In this episode we look at how robots can use smell to navigate and map their environment or detect hazards. Our first guest, Achim Lilienthal from Örebro University in Sweden focuses on mapping gas clouds and localizing their source. Our second guest, Lino Forte Marques from the University of Coimbra in Portugal tells us about applications and sensors.
One of his main research goals is to use mobile robots equipped with gas sensors to map chemical clouds or localize their source. This requires making models of how gas diffuses in different environments based on many factors including wind. More unexpected however, is the use of smell for localization. For this purpose, Lilienthal who is also an expert in Self-Localization and Mapping techniques (SLAM) suggests that robots could figure out where they are by recognizing an odor previously encountered… say the smell of bacon frying in the kitchen. Finally, he discusses differences in natural and artificial smell and possibilities for 3D gas mapping.
Lino Forte Marques
Lino Forte Marques is an Assistant Professor in the Electrical Engineering Department of the University of Coimbra, Portugal, and Head of Research of the Embedded Systems Lab within the Institute of Systems and Robotics.
His research group wants to use teams of smell-endowed robots to research techniques that could be used for real-world applications like humanitarian demining, search and rescue operations, detecting fire hazards and counter-terrorism.

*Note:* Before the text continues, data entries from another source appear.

//! The JSON object.

use std::rc::Rc;

use crate::runtime::object::JsObject;
use crate::runtime::value::format_number;
use crate::runtime::{Environment, JsFunction, Value};
use crate::Error;

/// Installs `JSON` into the environment.
pub fn install(env: &Environment) {
    let json = JsObject::plain();

    {
        let mut obj = json.borrow_mut();
        obj.set(
            "stringify",
            Value::Function(JsFunction::native("stringify", |_interp, _this, args| {
                let value = args.first().cloned().unwrap_or(Value::Undefined);
                let indent = match args.get(2) {
                    Some(Value::Number(n)) if *n >= 1.0 => " ".repeat((*n as usize).min(10)),
                    Some(Value::String(s)) => s.clone(),
                    _ => String::new(),
                };
                let mut seen = Vec::new();
                match stringify(&value, &indent, 0, &mut seen)? {
                    Some(text) => Ok(Value::String(text)),
                    None => Ok(Value::Undefined),
                }
            })),
        );
        obj.set(
            "parse",
            Value::Function(JsFunction::native("parse", |_interp, _this, args| {
                let text = args.first().map(|v| v.to_js_string()).unwrap_or_default();
                let mut parser = JsonParser::new(&text);
                let value = parser.parse_value()?;
                parser.skip_whitespace();
                if !parser.is_at_end() {
                    return Err(Error::SyntaxError(
                        "Unexpected non-whitespace character after JSON".into(),
                    ));
                }
                Ok(value)
            })),
        );
    }

    env.declare("JSON", Value::Object(json), false);
}

/// Serializes a value. `None` means the value is not representable
/// (undefined or a function), which callers map per position.
fn stringify(
    value: &Value,
    indent: &str,
    depth: usize,
    seen: &mut Vec<*const ()>,
) -> Result<Option<String>, Error> {
    Ok(Some(match value {
        Value::Undefined | Value::Function(_) => return Ok(None),
        Value::Null => "null".to_string(),
        Value::Boolean(b) => b.to_string(),
        Value::Number(n) => {
            if n.is_finite() {
                format_number(*n)
            } else {
                "null".to_string()
            }
        }
        Value::String(s) => quote(s),
        Value::Object(obj) => {
            let ptr = Rc::as_ptr(obj) as *const ();
            if seen.contains(&ptr) {
                return Err(Error::TypeError(
                    "Converting circular structure to JSON".into(),
                ));
            }
            seen.push(ptr);

            let borrowed = obj.borrow();
            let (open, close, items): (char, char, Vec<String>) = if borrowed.is_array() {
                let mut items = Vec::with_capacity(borrowed.elements.len());
                for element in &borrowed.elements {
                    items.push(
                        stringify(element, indent, depth + 1, seen)?
                            .unwrap_or_else(|| "null".to_string()),
                    );
                }
                ('[', ']', items)
            } else {
                let mut items = Vec::new();
                let mut keys: Vec<&String> = borrowed.properties.keys().collect();
                keys.sort();
                for key in keys {
                    let member = &borrowed.properties[key];
                    if let Some(rendered) = stringify(member, indent, depth + 1, seen)? {
                        let separator = if indent.is_empty() { ":" } else { ": " };
                        items.push(format!("{}{}{}", quote(key), separator, rendered));
                    }
                }
                ('{', '}', items)
            };
            drop(borrowed);
            seen.pop();

            if items.is_empty() {
                format!("{}{}", open, close)
            } else if indent.is_empty() {
                format!("{}{}{}", open, items.join(","), close)
            } else {
                let inner_pad = indent.repeat(depth + 1);
                let outer_pad = indent.repeat(depth);
                format!(
                    "{}\n{}{}\n{}{}",
                    open,
                    inner_pad,
                    items.join(&format!(",\n{}", inner_pad)),
                    outer_pad,
                    close
                )
            }
        }
    }))
}

fn quote(s: &str) -> String {
    let mut out = String::with_capacity(s.len() + 2);
    out.push('"');
    for c in s.chars() {
        match c {
            '"' => out.push_str("\\\""),
            '\\' => out.push_str("\\\\"),
            '\n' => out.push_str("\\n"),
            '\r' => out.push_str("\\r"),
            '\t' => out.push_str("\\t"),
            c if (c as u32) < 0x20 => out.push_str(&format!("\\u{:04x}", c as u32)),
            c => out.push(c),
        }
    }
    out.push('"');
    out
}

/// A minimal JSON parser producing engine values.
struct JsonParser<'a> {
    source: &'a str,
    pos: usize,
}

impl<'a> JsonParser<'a> {
    fn new(source: &'a str) -> Self {
        Self { source, pos: 0 }
    }

    fn parse_value(&mut self) -> Result<Value, Error> {
        self.skip_whitespace();
        match self.peek() {
            Some('{') => self.parse_object(),
            Some('[') => self.parse_array(),
            Some('"') => Ok(Value::String(self.parse_string()?)),
            Some('t') => self.parse_word("true", Value::Boolean(true)),
            Some('f') => self.parse_word("false", Value::Boolean(false)),
            Some('n') => self.parse_word("null", Value::Null),
            Some(c) if c == '-' || c.is_ascii_digit() => self.parse_number(),
            other => Err(Error::SyntaxError(format!(
                "Unexpected character in JSON: {:?}",
                other
            ))),
        }
    }

    fn parse_object(&mut self) -> Result<Value, Error> {
        self.advance(); // '{'
        let result = JsObject::plain();
        self.skip_whitespace();
        if self.peek() == Some('}') {
            self.advance();
            return Ok(Value::Object(result));
        }
        loop {
            self.skip_whitespace();
            let key = self.parse_string()?;
            self.skip_whitespace();
            if self.advance() != Some(':') {
                return Err(Error::SyntaxError("Expected ':' in JSON object".into()));
            }
            let value = self.parse_value()?;
            result.borrow_mut().set(&key, value);
            self.skip_whitespace();
            match self.advance() {
                Some(',') => continue,
                Some('}') => break,
                other => {
                    return Err(Error::SyntaxError(format!(
                        "Expected ',' or '}}' in JSON object, found {:?}",
                        other
                    )))
                }
            }
        }
        Ok(Value::Object(result))
    }

    fn parse_array(&mut self) -> Result<Value, Error> {
        self.advance(); // '['
        let mut elements = Vec::new();
        self.skip_whitespace();
        if self.peek() == Some(']') {
            self.advance();
            return Ok(Value::Object(JsObject::array(elements)));
        }
        loop {
            elements.push(self.parse_value()?);
            self.skip_whitespace();
            match self.advance() {
                Some(',') => continue,
                Some(']') => break,
                other => {
                    return Err(Error::SyntaxError(format!(
                        "Expected ',' or ']' in JSON array, found {:?}",
                        other
                    )))
                }
            }
        }
        Ok(Value::Object(JsObject::array(elements)))
    }

    fn parse_string(&mut self) -> Result<String, Error> {
        if self.advance() != Some('"') {
            return Err(Error::SyntaxError("Expected string in JSON".into()));
        }
        let mut out = String::new();
        loop {
            match self.advance() {
                None => return Err(Error::SyntaxError("Unterminated JSON string".into())),
                Some('"') => break,
                Some('\\') => match self.advance() {
                    Some('"') => out.push('"'),
                    Some('\\') => out.push('\\'),
                    Some('/') => out.push('/'),
                    Some('n') => out.push('\n'),
                    Some('r') => out.push('\r'),
                    Some('t') => out.push('\t'),
                    Some('b') => out.push('\u{0008}'),
                    Some('f') => out.push('\u{000c}'),
                    Some('u') => {
                        let mut code = 0u32;
                        for _ in 0..4 {
                            let digit = self
                                .advance()
                                .and_then(|c| c.to_digit(16))
                                .ok_or_else(|| {
                                    Error::SyntaxError("Invalid unicode escape in JSON".into())
                                })?;
                            code = code * 16 + digit;
                        }
                        out.push(char::from_u32(code).unwrap_or('\u{fffd}'));
                    }
                    other => {
                        return Err(Error::SyntaxError(format!(
                            "Invalid escape in JSON string: {:?}",
                            other
                        )))
                    }
                },
                Some(c) => out.push(c),
            }
        }
        Ok(out)
    }

    fn parse_number(&mut self) -> Result<Value, Error> {
        let start = self.pos;
        if self.peek() == Some('-') {
            self.advance();
        }
        while self
            .peek()
            .is_some_and(|c| c.is_ascii_digit() || c == '.' || c == 'e' || c == 'E' || c == '+' || c == '-')
        {
            self.advance();
        }
        self.source[start..self.pos]
            .parse::<f64>()
            .map(Value::Number)
            .map_err(|_| Error::SyntaxError("Invalid number in JSON".into()))
    }

    fn parse_word(&mut self, word: &str, value: Value) -> Result<Value, Error> {
        if self.source[self.pos..].starts_with(word) {
            self.pos += word.len();
            Ok(value)
        } else {
            Err(Error::SyntaxError("Invalid literal in JSON".into()))
        }
    }

    fn skip_whitespace(&mut self) {
        while self.peek().is_some_and(|c| c.is_whitespace()) {
            self.advance();
        }
    }

    fn is_at_end(&self) -> bool {
        self.pos >= self.source.len()
    }

    fn peek(&self) -> Option<char> {
        self.source[self.pos..].chars().next()
    }

    fn advance(&mut self) -> Option<char> {
        let c = self.source[self.pos..].chars().next()?;
        self.pos += c.len_utf8();
        Some(c)
    }
}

In order to achieve this, they have developed a cheap, small and modular odor sensing system called the kheNose for the popular Khepera III robot. An attractive feature of this system is that it is capable of odor discrimination, an ability often overlooked with other research modules that focus on detecting one particular substance in an otherwise odor clean environment. This makes it more suitable for realistic scenarios for which a clean environment is not necessarily a given.